An Australian woman who was part of two different religious doomsday cults has spoken out about the experience in an interview with news.com.au.
Claire Ashman, 47, has lived most of her life completely isolated from modern culture. She had never had a bank account, worn jeans, or used an ATM until she was in her late 30s.
This is because Claire had spent most of her life living in a religious cult.
Talking with news.com.au ahead of her TEDTalk presentation, she shares what it was like living in these extreme communities.
‘They told us that the whole world has been on the way to hell for years and it was seriously supposed to end about every six months, for almost a decade while I was in there,’ Claire said.
Only their communities would be spared from the devastating comet that was coming to destroy the planet, or when the world ended in 2000 because of Y2K.
To ‘prepare’ they stockpiled food and tools. They kept animals, and Claire learned how to make bread from scratch, churn butter, and milk animals.
When she was 18 she married a 31-year-old man and became part of the ‘Little Pebble’ cult, also known as the Order of the St Charbel.
It was run by cult leader William ‘Little Pebble’ Kamm, who would eventually do jail time for a series of sexual attacks on young women.
Claire says she was completely sheltered about sex and that it was a shocking revelation.

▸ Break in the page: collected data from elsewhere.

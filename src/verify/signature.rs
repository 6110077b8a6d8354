use crate::constants::SIGNATURE_SUFFIXES;
use crate::core::types::PackageRef;
use crate::error::SnapwizError;
use crate::exec::{CommandRunner, CommandSpec};
use std::path::{Path, PathBuf};

pub const SIGNATURE_TIMEOUT_SECS: u64 = 60;

/// Detached signature next to the package: `<file>.asc`, then `<file>.sig`.
pub fn find_signature_file(package: &Path) -> Option<PathBuf> {
    SIGNATURE_SUFFIXES.iter().find_map(|suffix| {
        let mut candidate = package.as_os_str().to_os_string();
        candidate.push(".");
        candidate.push(suffix);
        let candidate = PathBuf::from(candidate);
        candidate.is_file().then_some(candidate)
    })
}

pub(super) fn check_signature(
    package: &PackageRef,
    runner: &dyn CommandRunner,
) -> Result<(), String> {
    let Some(signature) = find_signature_file(package.path()) else {
        return Err(format!(
            "no detached signature found for {} (expected .asc or .sig)",
            package.name()
        ));
    };

    let spec = CommandSpec::new(
        "gpg",
        [
            "--batch".to_string(),
            "--verify".to_string(),
            signature.to_string_lossy().into_owned(),
            package.path().to_string_lossy().into_owned(),
        ],
    )
    .timeout_secs(SIGNATURE_TIMEOUT_SECS);

    match runner.run(&spec) {
        Ok(output) if output.success => Ok(()),
        Ok(output) => Err(format!(
            "signature verification failed: {}",
            output.diagnostics().trim()
        )),
        Err(SnapwizError::CommandFailed { .. }) => {
            Err("gpg is not available to verify the signature".to_string())
        }
        Err(e) => Err(e.to_string()),
    }
}
use crate::constants::INSTALL_TIMEOUT_SECS;
use crate::core::types::PackageFormat;
use crate::error::{Result, SnapwizError};
use crate::exec::{CommandSpec, ToolTable};
use crate::packages::traits::{InstallPlan, PackageBackend, path_arg};
use std::path::Path;

pub struct FlatpakBackend;

impl PackageBackend for FlatpakBackend {
    fn format(&self) -> PackageFormat {
        PackageFormat::Flatpak
    }

    fn install_tools(&self) -> &'static [&'static str] {
        &["flatpak"]
    }

    fn install_plan(&self, tools: &ToolTable, path: &Path) -> Result<InstallPlan> {
        if !tools.has("flatpak") {
            return Err(SnapwizError::ToolNotFound(
                "flatpak is required to install .flatpak bundles".to_string(),
            ));
        }

        // Per-user install, no escalation needed
        Ok(InstallPlan::single(
            CommandSpec::new(
                "flatpak",
                [
                    "install".to_string(),
                    "-y".to_string(),
                    "--user".to_string(),
                    "--bundle".to_string(),
                    path_arg(path),
                ],
            )
            .timeout_secs(INSTALL_TIMEOUT_SECS),
        ))
    }
}
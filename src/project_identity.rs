//! Central project identity contract.
//!
//! This module is the single source of truth for runtime identity values.

pub const DISPLAY_NAME: &str = "SnapWiz";
pub const BINARY_NAME: &str = "snapwiz";
pub const STABLE_PROJECT_ID: &str = "snapwiz";
pub const CONFIG_DIR_NAME: &str = "snapwiz";
pub const ENV_PREFIX: &str = "SNAPWIZ";
pub const HISTORY_FILE_BASENAME: &str = "history.json";
pub const SETTINGS_FILE_BASENAME: &str = "settings.json";

pub fn env_key(suffix: &str) -> String {
    format!("{}_{}", ENV_PREFIX, suffix)
}

pub fn cli_with(args: &str) -> String {
    format!("{} {}", BINARY_NAME, args)
}
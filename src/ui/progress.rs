use crate::ui;
use colored::Colorize;
use std::io::{self, Write};
use std::time::Instant;
use terminal_size::{Width, terminal_size};

const MAX_BAR_WIDTH: usize = 40;
const MIN_BAR_WIDTH: usize = 10;

/// Percent progress for one install operation.
///
/// Redraws in place on a terminal; elsewhere each new step becomes its own
/// line so logs stay readable.
pub struct ProgressBar {
    label: String,
    percent: u8,
    step: String,
    start_time: Instant,
    width: usize,
    live: bool,
    finished: bool,
}

impl ProgressBar {
    pub fn new(label: &str) -> Self {
        let live = atty::is(atty::Stream::Stdout) && !ui::is_quiet();
        Self {
            label: label.to_string(),
            percent: 0,
            step: String::new(),
            start_time: Instant::now(),
            width: bar_width(label),
            live,
            finished: false,
        }
    }

    /// Move to `percent` (never backwards) and show `step`.
    pub fn set(&mut self, percent: u8, step: &str) {
        let changed_step = self.step != step;
        self.percent = percent.clamp(self.percent, 100);
        self.step = step.to_string();

        if self.live {
            self.draw();
        } else if changed_step && !ui::is_quiet() {
            ui::indent(&format!("[{:>3}%] {}", self.percent, self.step), 1);
        }
    }

    pub fn percent(&self) -> u8 {
        self.percent
    }

    /// Terminate the bar line.
    pub fn finish(mut self) {
        self.end_line();
    }

    fn end_line(&mut self) {
        if self.live && !self.finished {
            println!();
        }
        self.finished = true;
    }

    fn draw(&self) {
        let filled = (usize::from(self.percent) * self.width) / 100;
        let bar = "█".repeat(filled);
        let empty = "░".repeat(self.width.saturating_sub(filled));
        let elapsed = self.start_time.elapsed().as_secs();

        print!(
            "\r{} {} [{}{}] {:>3}% {} {}\x1b[K",
            "▸".dimmed(),
            self.label.cyan(),
            bar.green(),
            empty.dimmed(),
            self.percent,
            self.step,
            format!("({}s)", elapsed).dimmed()
        );

        io::stdout().flush().unwrap_or(());
    }
}

impl Drop for ProgressBar {
    fn drop(&mut self) {
        self.end_line();
    }
}

fn bar_width(label: &str) -> usize {
    let columns = terminal_size()
        .map(|(Width(w), _)| usize::from(w))
        .unwrap_or(80);
    // leave room for label, percentage and a short step text
    columns
        .saturating_sub(label.chars().count() + 40)
        .clamp(MIN_BAR_WIDTH, MAX_BAR_WIDTH)
}
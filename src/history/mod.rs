//! Installation history
//!
//! A JSON array of [`HistoryEntry`] values kept in the config directory.
//! Entries are appended once per finished install or uninstall and never
//! edited; only `clear` and a replacing `import` remove them.

mod persist;
mod store;
mod types;

pub use store::HistoryStore;
pub use types::{
    ExportFormat, HistoryEntry, HistoryExport, HistoryFilter, HistoryStats, StatusFilter,
    parse_date,
};
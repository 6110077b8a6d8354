//! Single-package install operation
//!
//! Walks one package through validation, optional verification, metadata and
//! tool selection, then hands it to the OS package manager. Progress streams
//! over an mpsc channel while the work runs, and every run ends with exactly
//! one [`InstallEvent::Finished`] carrying the [`InstallResult`].

mod events;
mod stage;

pub use events::{EventSink, InstallEvent};
pub use stage::InstallStage;

use crate::core::types::{InstallResult, PackageRef};
use crate::error::{ErrorCategory, Result, SnapwizError};
use crate::exec::{CommandRunner, ToolProbe, ToolTable};
use crate::packages::{PackageInfo, backend_for, read_metadata};
use crate::ui;
use crate::verify::{VerificationRequest, VerificationResult, verify};
use stage::{VALIDATED_PERCENT, VERIFIED_PERCENT};
use std::fs;
use std::sync::Arc;
use std::sync::mpsc::{self, Receiver};
use std::thread::{self, JoinHandle};

pub const TIMEOUT_MESSAGE: &str =
    "Installation timed out. The package may be too large or there may be network issues.";

#[derive(Clone)]
pub struct InstallOperation {
    package: PackageRef,
    request: VerificationRequest,
    runner: Arc<dyn CommandRunner>,
    probe: Arc<dyn ToolProbe>,
}

impl InstallOperation {
    pub fn new(
        package: PackageRef,
        request: VerificationRequest,
        runner: Arc<dyn CommandRunner>,
        probe: Arc<dyn ToolProbe>,
    ) -> Self {
        Self {
            package,
            request,
            runner,
            probe,
        }
    }

    pub fn package(&self) -> &PackageRef {
        &self.package
    }

    /// Run on the current thread, streaming events into `sink`.
    ///
    /// Errors never escape: they become the `Failure` sent as the final event
    /// and returned here.
    pub fn run(&self, sink: &EventSink) -> InstallResult {
        let result = match self.execute(sink) {
            Ok(stdout) => InstallResult::Success(success_message(&stdout)),
            Err(e) => {
                sink.status("Installation failed!");
                InstallResult::failure(e.category(), failure_message(&e))
            }
        };
        sink.finish(result.clone());
        result
    }

    /// Run on a worker thread; the caller reads events from the handle.
    pub fn spawn(self) -> InstallHandle {
        let (tx, rx) = mpsc::channel();
        let worker = thread::spawn(move || {
            let sink = EventSink::new(tx);
            self.run(&sink);
        });
        InstallHandle { events: rx, worker }
    }

    fn execute(&self, sink: &EventSink) -> Result<String> {
        let package = &self.package;

        sink.enter(InstallStage::Init);
        sink.status(format!("Starting installation of {}...", package.name()));

        sink.enter(InstallStage::Validating);
        validate(package)?;
        sink.step(
            InstallStage::Validating,
            VALIDATED_PERCENT,
            "Package file is valid",
        );

        if !self.request.is_empty() {
            sink.enter(InstallStage::Verifying);
            sink.status("Checking package integrity and signatures...");
            if let VerificationResult::Fail { check, reason } =
                verify(package, &self.request, self.runner.as_ref())
            {
                return Err(SnapwizError::Verification { check, reason });
            }
            sink.step(
                InstallStage::Verifying,
                VERIFIED_PERCENT,
                "Package verification passed",
            );
        }

        sink.enter(InstallStage::ReadingMetadata);
        let info = read_metadata(self.runner.as_ref(), package);
        sink.status(metadata_summary(&info));

        sink.enter(InstallStage::CheckingDependencies);
        let backend = backend_for(package.format());
        let tools = ToolTable::resolve(self.probe.as_ref(), backend.install_tools());
        let plan = backend.install_plan(&tools, package.path())?;
        ui::verbose(&format!("Install command: {}", plan.command));

        sink.enter(InstallStage::Installing);
        sink.status("Installing package (this may take a while)...");
        let output = self.runner.run(&plan.command)?;

        if !output.success {
            if let Some(repair) = &plan.repair {
                sink.status("Attempting to repair dependencies...");
                match self.runner.run(repair) {
                    Ok(out) if out.success => ui::verbose("Dependency repair finished"),
                    Ok(out) => ui::verbose(&format!(
                        "Dependency repair failed: {}",
                        out.diagnostics().trim()
                    )),
                    Err(e) => ui::verbose(&format!("Dependency repair failed: {}", e)),
                }
            }
            return Err(SnapwizError::CommandFailed {
                command: plan.command.to_string(),
                reason: output.diagnostics().trim().to_string(),
            });
        }

        sink.enter(InstallStage::Configuring);
        sink.enter(InstallStage::Finalizing);
        sink.enter(InstallStage::Done);
        Ok(output.stdout)
    }
}

/// Receiving side of a spawned install
pub struct InstallHandle {
    events: Receiver<InstallEvent>,
    worker: JoinHandle<()>,
}

impl InstallHandle {
    pub fn events(&self) -> &Receiver<InstallEvent> {
        &self.events
    }

    /// Relay every event to `on_event` until the worker is done.
    ///
    /// A worker that dies without reporting still yields a `Failure`.
    pub fn wait<F>(self, mut on_event: F) -> InstallResult
    where
        F: FnMut(&InstallEvent),
    {
        let mut result = None;
        for event in self.events.iter() {
            on_event(&event);
            if let InstallEvent::Finished(finished) = event {
                result = Some(finished);
            }
        }

        let crashed = self.worker.join().is_err();
        match result {
            Some(result) => result,
            None => {
                let failure = InstallResult::failure(
                    ErrorCategory::Other,
                    if crashed {
                        "Error: installation worker crashed"
                    } else {
                        "Error: installation ended without a result"
                    },
                );
                on_event(&InstallEvent::Finished(failure.clone()));
                failure
            }
        }
    }
}

fn validate(package: &PackageRef) -> Result<()> {
    let reason = match fs::metadata(package.path()) {
        Err(_) => "file does not exist",
        Ok(meta) if !meta.is_file() => "not a regular file",
        Ok(_) => return Ok(()),
    };
    Err(SnapwizError::InvalidPackage {
        path: package.path().to_path_buf(),
        reason: reason.to_string(),
    })
}

fn metadata_summary(info: &PackageInfo) -> String {
    let field = |names: &[&str]| {
        info.fields
            .iter()
            .find(|(key, _)| names.contains(&key.as_str()))
            .map(|(_, value)| value.clone())
    };

    match (field(&["Package", "Name"]), field(&["Version"])) {
        (Some(name), Some(version)) => format!("Package: {} {}", name, version),
        (Some(name), None) => format!("Package: {}", name),
        _ => format!("Package: {} ({})", info.file_name, info.format_label),
    }
}

fn success_message(stdout: &str) -> String {
    let stdout = stdout.trim();
    if stdout.is_empty() {
        "Package installed successfully!".to_string()
    } else {
        format!("Package installed successfully!\n\n{}", stdout)
    }
}

fn failure_message(error: &SnapwizError) -> String {
    match error {
        SnapwizError::InvalidPackage { reason, .. } => {
            format!("Invalid package file: {}", reason)
        }
        SnapwizError::Verification { .. } => error.to_string(),
        SnapwizError::CommandFailed { reason, .. } => format!("Installation failed:\n{}", reason),
        SnapwizError::Timeout { .. } => TIMEOUT_MESSAGE.to_string(),
        SnapwizError::ToolNotFound(message) => message.clone(),
        other => format!("Error: {}", other),
    }
}
//! Uninstall Command

use super::install::failure_text;
use crate::core::types::{InstallResult, PackageFormat};
use crate::error::{Result, SnapwizError};
use crate::traits::AppContext;
use crate::ui as output;
use crate::uninstall::uninstall_all;

pub struct UninstallOptions {
    pub names: Vec<String>,
    pub format: PackageFormat,
    pub yes: bool,
}

pub fn run(ctx: &AppContext, options: UninstallOptions) -> Result<()> {
    output::header(&format!("Uninstalling {} package(s)", options.names.len()));
    for name in &options.names {
        output::indent(&format!("• {}", name), 1);
    }

    if !options.yes {
        if !output::is_interactive() {
            return Err(SnapwizError::Other(
                "Refusing to uninstall without confirmation; pass --yes".to_string(),
            ));
        }
        if !output::prompt_yes_no("Remove these packages?") {
            output::info("Uninstall cancelled");
            return Ok(());
        }
    }

    let results = uninstall_all(
        &options.names,
        options.format,
        ctx.runner.as_ref(),
        ctx.history.as_ref(),
    );

    let mut failed = 0;
    for (name, result) in &results {
        match result {
            InstallResult::Success(message) => output::success(&format!("{}: {}", name, message)),
            InstallResult::Failure { category, message } => {
                failed += 1;
                output::error(&format!("{}: {}", name, failure_text(*category, message)));
            }
        }
    }

    if failed > 0 {
        return Err(SnapwizError::Other(format!(
            "{} of {} packages could not be removed",
            failed,
            results.len()
        )));
    }
    Ok(())
}
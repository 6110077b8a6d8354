use crate::core::types::PackageRef;
use crate::error::{Result, SnapwizError};
use crate::packages::read_metadata;
use crate::traits::AppContext;
use crate::ui as output;
use crate::verify::{ChecksumAlgorithm, file_digest, find_signature_file};
use std::path::PathBuf;

pub struct InfoOptions {
    pub file: PathBuf,
}

pub fn run(ctx: &AppContext, options: InfoOptions) -> Result<()> {
    let package = PackageRef::new(&options.file)?;
    if !package.path().is_file() {
        return Err(SnapwizError::InvalidPackage {
            path: package.path().to_path_buf(),
            reason: "file does not exist".to_string(),
        });
    }

    output::header(package.name());
    let info = read_metadata(ctx.runner.as_ref(), &package);
    print!("{}", info);

    println!();
    output::keyval("Path", &package.path().display().to_string());
    match file_digest(package.path(), ChecksumAlgorithm::Sha256) {
        Ok(digest) => output::keyval("SHA-256", &digest),
        Err(e) => output::warning(&format!("Could not hash file: {}", e)),
    }
    let signature = find_signature_file(package.path())
        .map(|path| path.display().to_string())
        .unwrap_or_else(|| "none".to_string());
    output::keyval("Signature", &signature);

    Ok(())
}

‘I didn’t know anything about sex and Mum was trying to explain it to me. She would get out her medical books and explain it the way they do in medical school. It was all beyond me. Then all of a sudden she said ‘It’s like how the cows and bulls do it in the backyard’. I was horrified.’
Claire eventually had 9 children, one tragically died in infancy.
She describes the experience as complete brainwashing – it never occurred to her to escape.
‘I was brought up so strictly and told that the man is the head of the house — he works and you’re at home bringing up the children. That was how it worked.
I was brainwashed … it’s total brainwashing. You just don’t know any different.’
Claire says she eventually managed to escape because of her then-husband’s gambling problem. He would be away for weeks, so she started selling their belongings and arranged divorce papers.
‘When he came back I said ‘You need to sign these papers’ and eventually he did. And we left.’
‘I don’t have anything to do with the followers now. From their perspective I’m awful — I’m divorced and I had sex outside of marriage.’
‘Some of them are still going, some have dropped religion altogether. It’s just toxic, you can’t reason with those people who have been brainwashed.’
Claire is now remarried to a man who was completely separate from her previous life.
‘I think it was a bit mind-blowing for him to learn about, but I’ve been honest about it from the start, and I’m a completely different person now.’